Q. Four disciplines around a production agent loop?

(1) Hard max-iterations cap (a runaway plan without a cap is a runaway bill). (2) Tool inventory is the surface area: sandbox dangerous tools (L5 computer use), denylist destructive MCP operations (L6), auth + rate limits at the execute_tool boundary. (3) L7 levers stay engaged: cache the prefix; compact at 150K trigger with cached system end; tool result clearing for tool-heavy loops. (4) Explicit dispatch on every stop_reason; no silent fall-through.

Q. Direct API vs framework for a first agent?

Verbatim: Start by using LLM APIs directly: many patterns can be implemented in a few lines of code. And: If frameworks are used, ensure you understand the underlying code. The 30-line loop is the proof. A framework wraps the loop, often adds patterns you do not need, and trades visibility for convenience. For a first agent, the convenience is not worth the loss of debuggability. Reach for a framework only when patterns repeat AND you understand the underlying code.

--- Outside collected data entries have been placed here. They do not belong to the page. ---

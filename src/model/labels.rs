use std::convert::TryFrom;
use std::fmt;

use lazy_static::lazy_static;
use regex::Regex;
use serde::ser::{Serialize, SerializeMap, Serializer};

use crate::error::{Error, ErrorKind, Result};

pub const METRIC_NAME: &str = "__name__";

pub type LabelName = String;

pub type LabelValue = String;

lazy_static! {
    static ref LABEL_NAME_RE: Regex = Regex::new(r"^[a-zA-Z_][a-zA-Z0-9_]*$").unwrap();
}

#[derive(Clone, Debug, Eq, PartialEq, PartialOrd, Ord, Hash)]
pub struct Label {
    pub name: LabelName,
    pub value: LabelValue,
}

impl Label {
    pub fn new<N, V>(name: N, value: V) -> Self
    where
        N: Into<LabelName>,
        V: Into<LabelValue>,
    {
        Self {
            name: name.into(),
            value: value.into(),
        }
    }
}

/// A label set kept sorted by name, with unique names.
#[derive(Clone, Debug, Default, Eq, PartialEq, Hash)]
pub struct Labels(Vec<Label>);

impl Labels {
    pub fn new(mut labels: Vec<Label>) -> Self {
        // Stable sort + dedup keeps the last label pushed for a given name.
        labels.reverse();
        labels.sort_by(|a, b| a.name.cmp(&b.name));
        labels.dedup_by(|a, b| a.name == b.name);
        Self(labels)
    }

    pub fn get(&self, name: &str) -> Option<&str> {
        self.0
            .binary_search_by(|l| l.name.as_str().cmp(name))
            .ok()
            .map(|i| self.0[i].value.as_str())
    }

    pub fn metric_name(&self) -> Option<&str> {
        self.get(METRIC_NAME)
    }

    pub fn iter(&self) -> std::slice::Iter<'_, Label> {
        self.0.iter()
    }

    pub fn len(&self) -> usize {
        self.0.len()
    }

    pub fn is_empty(&self) -> bool {
        self.0.is_empty()
    }
}

impl<'a> IntoIterator for &'a Labels {
    type Item = &'a Label;
    type IntoIter = std::slice::Iter<'a, Label>;

    fn into_iter(self) -> Self::IntoIter {
        self.0.iter()
    }
}

impl fmt::Display for Labels {
    fn fmt(&self, f: &mut fmt::Formatter) -> fmt::Result {
        write!(f, "{{")?;
        for (i, label) in self.0.iter().enumerate() {
            if i > 0 {
                write!(f, ", ")?;
            }
            write!(f, "{}={:?}", label.name, label.value)?;
        }
        write!(f, "}}")
    }
}

// Prometheus API renders label sets as plain JSON objects.
impl Serialize for Labels {
    fn serialize<S: Serializer>(&self, serializer: S) -> std::result::Result<S::Ok, S::Error> {
        let mut map = serializer.serialize_map(Some(self.0.len()))?;
        for label in &self.0 {
            map.serialize_entry(&label.name, &label.value)?;
        }
        map.end()
    }
}

#[derive(Clone, Debug)]
pub struct LabelMatcher {
    label: LabelName,
    match_op: MatchOp,
    value: LabelValue,
    re: Option<Regex>,
}

impl LabelMatcher {
    pub fn new<N, V>(label: N, match_op: MatchOp, value: V) -> Result<Self>
    where
        N: Into<LabelName>,
        V: Into<LabelValue>,
    {
        let label = label.into();
        let value = value.into();

        if !LABEL_NAME_RE.is_match(&label) {
            return Err(Error::new(
                ErrorKind::InvalidArgument,
                &format!("invalid label name {:?}", label),
            ));
        }

        let re = match match_op {
            MatchOp::EqlRe | MatchOp::NeqRe => Some(
                Regex::new(&format!("^(?:{})$", value))
                    .map_err(|e| ("invalid regex in label matcher", e))?,
            ),
            _ => None,
        };

        Ok(Self {
            label,
            match_op,
            value,
            re,
        })
    }

    pub fn name_matcher<V>(name: V) -> Self
    where
        V: Into<LabelValue>,
    {
        Self {
            label: METRIC_NAME.to_string(),
            match_op: MatchOp::Eql,
            value: name.into(),
            re: None,
        }
    }

    pub fn label(&self) -> &str {
        &self.label
    }

    pub fn match_op(&self) -> MatchOp {
        self.match_op
    }

    pub fn value(&self) -> &str {
        &self.value
    }

    pub fn is_name_matcher(&self) -> bool {
        self.label == METRIC_NAME
    }

    pub fn matches(&self, v: &str) -> bool {
        match (self.match_op, &self.re) {
            (MatchOp::Eql, _) => self.value == v,
            (MatchOp::Neq, _) => self.value != v,
            (MatchOp::EqlRe, Some(re)) => re.is_match(v),
            (MatchOp::NeqRe, Some(re)) => !re.is_match(v),
            (_, None) => unreachable!("regex matchers always carry a compiled regex"),
        }
    }
}

impl PartialEq for LabelMatcher {
    fn eq(&self, other: &Self) -> bool {
        self.label == other.label && self.match_op == other.match_op && self.value == other.value
    }
}

impl fmt::Display for LabelMatcher {
    fn fmt(&self, f: &mut fmt::Formatter) -> fmt::Result {
        write!(f, "{}{}{:?}", self.label, self.match_op, self.value)
    }
}

#[derive(Copy, Clone, Debug, Eq, PartialEq)]
pub enum MatchOp {
    Eql,
    Neq,
    EqlRe,
    NeqRe,
}

impl fmt::Display for MatchOp {
    fn fmt(&self, f: &mut fmt::Formatter) -> fmt::Result {
        let s = match self {
            MatchOp::Eql => "=",
            MatchOp::Neq => "!=",
            MatchOp::EqlRe => "=~",
            MatchOp::NeqRe => "!~",
        };
        f.write_str(s)
    }
}

impl TryFrom<&str> for MatchOp {
    type Error = Error;

    fn try_from(op: &str) -> Result<Self> {
        match op {
            "=" => Ok(MatchOp::Eql),
            "!=" => Ok(MatchOp::Neq),
            "=~" => Ok(MatchOp::EqlRe),
            "!~" => Ok(MatchOp::NeqRe),
            _ => Err(Error::new(
                ErrorKind::InvalidArgument,
                "unexpected match op literal",
            )),
        }
    }
}

#[cfg(test)]
mod tests {
    use super::*;

    #[test]
    fn test_labels_sorted_regardless_of_insertion_order() {
        let labels = Labels::new(vec![
            Label::new("zone", "eu"),
            Label::new("host", "web-1"),
            Label::new(METRIC_NAME, "cpu"),
            Label::new("dc", "ams"),
        ]);

        let names: Vec<&str> = labels.iter().map(|l| l.name.as_str()).collect();
        assert_eq!(names, vec!["__name__", "dc", "host", "zone"]);
        assert_eq!(labels.metric_name(), Some("cpu"));
        assert_eq!(labels.get("host"), Some("web-1"));
        assert_eq!(labels.get("rack"), None);
    }

    #[test]
    fn test_labels_last_duplicate_wins() {
        let labels = Labels::new(vec![
            Label::new(METRIC_NAME, "from_tags"),
            Label::new("host", "a"),
            Label::new(METRIC_NAME, "cpu"),
        ]);
        assert_eq!(labels.len(), 2);
        assert_eq!(labels.metric_name(), Some("cpu"));
    }

    #[test]
    fn test_labels_display_and_serialize() {
        let labels = Labels::new(vec![Label::new("host", "a"), Label::new(METRIC_NAME, "cpu")]);
        assert_eq!(labels.to_string(), r#"{__name__="cpu", host="a"}"#);
        assert_eq!(
            serde_json::to_string(&labels).unwrap(),
            r#"{"__name__":"cpu","host":"a"}"#
        );
    }

    #[test]
    fn test_matcher_matches() {
        #[rustfmt::skip]
        let tests = [
            (MatchOp::Eql, "web", "web", true),
            (MatchOp::Eql, "web", "web-1", false),
            (MatchOp::Neq, "web", "db", true),
            (MatchOp::EqlRe, "web.*", "web-1", true),
            (MatchOp::EqlRe, "web", "web-1", false),
            (MatchOp::NeqRe, "db.*", "web-1", true),
            (MatchOp::NeqRe, "web.*", "web-1", false),
        ];

        for &(op, value, input, expected) in &tests {
            let m = LabelMatcher::new("host", op, value).unwrap();
            assert_eq!(m.matches(input), expected, "{} against {:?}", m, input);
        }
    }

    #[test]
    fn test_matcher_invalid() {
        let err = LabelMatcher::new("host", MatchOp::EqlRe, "web(").unwrap_err();
        assert_eq!(err.kind(), ErrorKind::InvalidArgument);

        let err = LabelMatcher::new("1host", MatchOp::Eql, "web").unwrap_err();
        assert_eq!(err.kind(), ErrorKind::InvalidArgument);
    }

    #[test]
    fn test_match_op_literals() {
        for op in &[MatchOp::Eql, MatchOp::Neq, MatchOp::EqlRe, MatchOp::NeqRe] {
            assert_eq!(MatchOp::try_from(op.to_string().as_str()).unwrap(), *op);
        }
        assert!(MatchOp::try_from("~").is_err());
    }
}
//! Prometheus HTTP API frontend.
//!
//! Only the endpoints that map onto a plain select are served:
//! `/api/v1/series` and selector-only `/api/v1/query_range`. Expression
//! evaluation belongs to a PromQL engine sitting on top of [`Queryable`].

use std::collections::HashSet;
use std::sync::Arc;
use std::time::Duration;

use axum::{
    extract::{Form, Path, State},
    http::{header, StatusCode},
    response::{IntoResponse, Response},
    routing::get,
    Router,
};

use crate::cliopt::DEFAULT_LOOKBACK;
use crate::config::Config;
use crate::context::QueryContext;
use crate::error::{ErrorKind, Result};
use crate::model::{parse_time, TimeRange};
use crate::output::{collect_matrix, collect_series, ApiValue, Encoder, PromApiEncoder};
use crate::parser::parse_selector;
use crate::storage::{OpenTsdbQueryable, Queryable};

pub const API_PREFIX: &str = "/api/v1";

type Params = Vec<(String, String)>;

#[derive(Clone)]
struct AppState {
    storage: Arc<dyn Queryable>,
    encoder: Arc<PromApiEncoder>,
    query_timeout: Duration,
}

pub fn build_router(storage: Arc<dyn Queryable>, query_timeout: Duration) -> Router {
    let state = AppState {
        storage,
        encoder: Arc::new(PromApiEncoder::new()),
        query_timeout,
    };

    let api = Router::new()
        .route("/series", get(series_handler).post(series_handler))
        .route(
            "/query_range",
            get(query_range_handler).post(query_range_handler),
        )
        .route("/label/:name/values", get(label_values_handler))
        .with_state(state);

    Router::new().nest(API_PREFIX, api)
}

pub async fn run_server(config: Config) -> Result<()> {
    let storage = Arc::new(OpenTsdbQueryable::new(config.clone())?);
    let app = build_router(storage, config.query_timeout());

    let listener = tokio::net::TcpListener::bind(config.listen_addr()).await?;
    tracing::info!(
        addr = %config.listen_addr(),
        opentsdb = %config.opentsdb_url(),
        "listening"
    );

    axum::serve(listener, app)
        .with_graceful_shutdown(shutdown_signal())
        .await?;
    Ok(())
}

async fn shutdown_signal() {
    if let Err(e) = tokio::signal::ctrl_c().await {
        tracing::error!(error = %e, "failed to listen for shutdown signal");
        std::future::pending::<()>().await;
    }
    tracing::info!("shutting down");
}

async fn series_handler(State(state): State<AppState>, Form(params): Form<Params>) -> Response {
    let res = series(&state, &params).await;
    respond(&state, "series", res)
}

async fn query_range_handler(
    State(state): State<AppState>,
    Form(params): Form<Params>,
) -> Response {
    let res = query_range(&state, &params).await;
    respond(&state, "query_range", res)
}

async fn label_values_handler(
    State(state): State<AppState>,
    Path(name): Path<String>,
) -> Response {
    let res = label_values(&state, &name).await;
    respond(&state, "label_values", res)
}

async fn series(state: &AppState, params: &[(String, String)]) -> Result<ApiValue> {
    let selectors = param_values(params, "match[]");
    if selectors.is_empty() {
        return Err("no match[] parameter provided".into());
    }
    let matchers = selectors
        .iter()
        .map(|s| parse_selector(s))
        .collect::<Result<Vec<_>>>()?;

    let querier = state.storage.querier(time_range(params)?)?;
    let ctx = QueryContext::with_timeout(state.query_timeout);

    let mut seen = HashSet::new();
    let mut result = vec![];
    for m in &matchers {
        let mut set = querier.select(&ctx, m).await;
        for labels in collect_series(set.as_mut())? {
            if seen.insert(labels.clone()) {
                result.push(labels);
            }
        }
    }
    querier.close()?;

    Ok(ApiValue::Series(result))
}

async fn query_range(state: &AppState, params: &[(String, String)]) -> Result<ApiValue> {
    let query = match param_values(params, "query").first() {
        Some(query) => parse_selector(query)?,
        None => return Err("no query parameter provided".into()),
    };

    let querier = state.storage.querier(time_range(params)?)?;
    let ctx = QueryContext::with_timeout(state.query_timeout);

    let mut set = querier.select(&ctx, &query).await;
    let matrix = collect_matrix(set.as_mut())?;
    querier.close()?;

    Ok(ApiValue::Matrix(matrix))
}

async fn label_values(state: &AppState, name: &str) -> Result<ApiValue> {
    let querier = state.storage.querier(TimeRange::last(DEFAULT_LOOKBACK)?)?;
    let values = querier.label_values(name).await?;
    querier.close()?;
    Ok(ApiValue::LabelValues(values))
}

fn param_values<'a>(params: &'a [(String, String)], key: &str) -> Vec<&'a str> {
    params
        .iter()
        .filter(|(k, _)| k == key)
        .map(|(_, v)| v.as_str())
        .collect()
}

fn time_range(params: &[(String, String)]) -> Result<TimeRange> {
    let parse = |key: &str| -> Result<Option<i64>> {
        match param_values(params, key).first() {
            Some(v) => parse_time(v).map(Some),
            None => Ok(None),
        }
    };
    TimeRange::with_defaults(parse("start")?, parse("end")?, DEFAULT_LOOKBACK)
}

fn respond(state: &AppState, endpoint: &str, res: Result<ApiValue>) -> Response {
    let (status, body) = match res {
        Ok(value) => (StatusCode::OK, state.encoder.encode(&value)),
        Err(err) => {
            tracing::warn!(endpoint, error = %err, kind = %err.kind(), "request failed");
            (status_code(err.kind()), state.encoder.encode_error(&err))
        }
    };

    match body {
        Ok(body) => (status, [(header::CONTENT_TYPE, "application/json")], body).into_response(),
        Err(err) => {
            tracing::error!(endpoint, error = %err, "couldn't encode response");
            StatusCode::INTERNAL_SERVER_ERROR.into_response()
        }
    }
}

fn status_code(kind: ErrorKind) -> StatusCode {
    match kind {
        ErrorKind::InvalidArgument | ErrorKind::UnsupportedMatcher => StatusCode::BAD_REQUEST,
        ErrorKind::UnsupportedOperation => StatusCode::NOT_IMPLEMENTED,
        ErrorKind::Transport | ErrorKind::Decode => StatusCode::BAD_GATEWAY,
        ErrorKind::Canceled | ErrorKind::Timeout => StatusCode::SERVICE_UNAVAILABLE,
        ErrorKind::Io => StatusCode::INTERNAL_SERVER_ERROR,
    }
}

Q. Where this lesson fits in Track 22?

Phase 3 opener. Phase 2 (L4 + L5 + L6 + L7) built the single-call building blocks; this lesson turns them into a loop. Next four lessons specialize the substrate: L9 catalogs the canonical patterns (5 workflow + the open-ended agent = the six patterns); L10 covers Agent Skills + Claude Code on top of the loop; L11 covers Subagents + Claude Managed Agents (spawning focused loops from inside another); L12 closes the track with shipping a Claude application to production.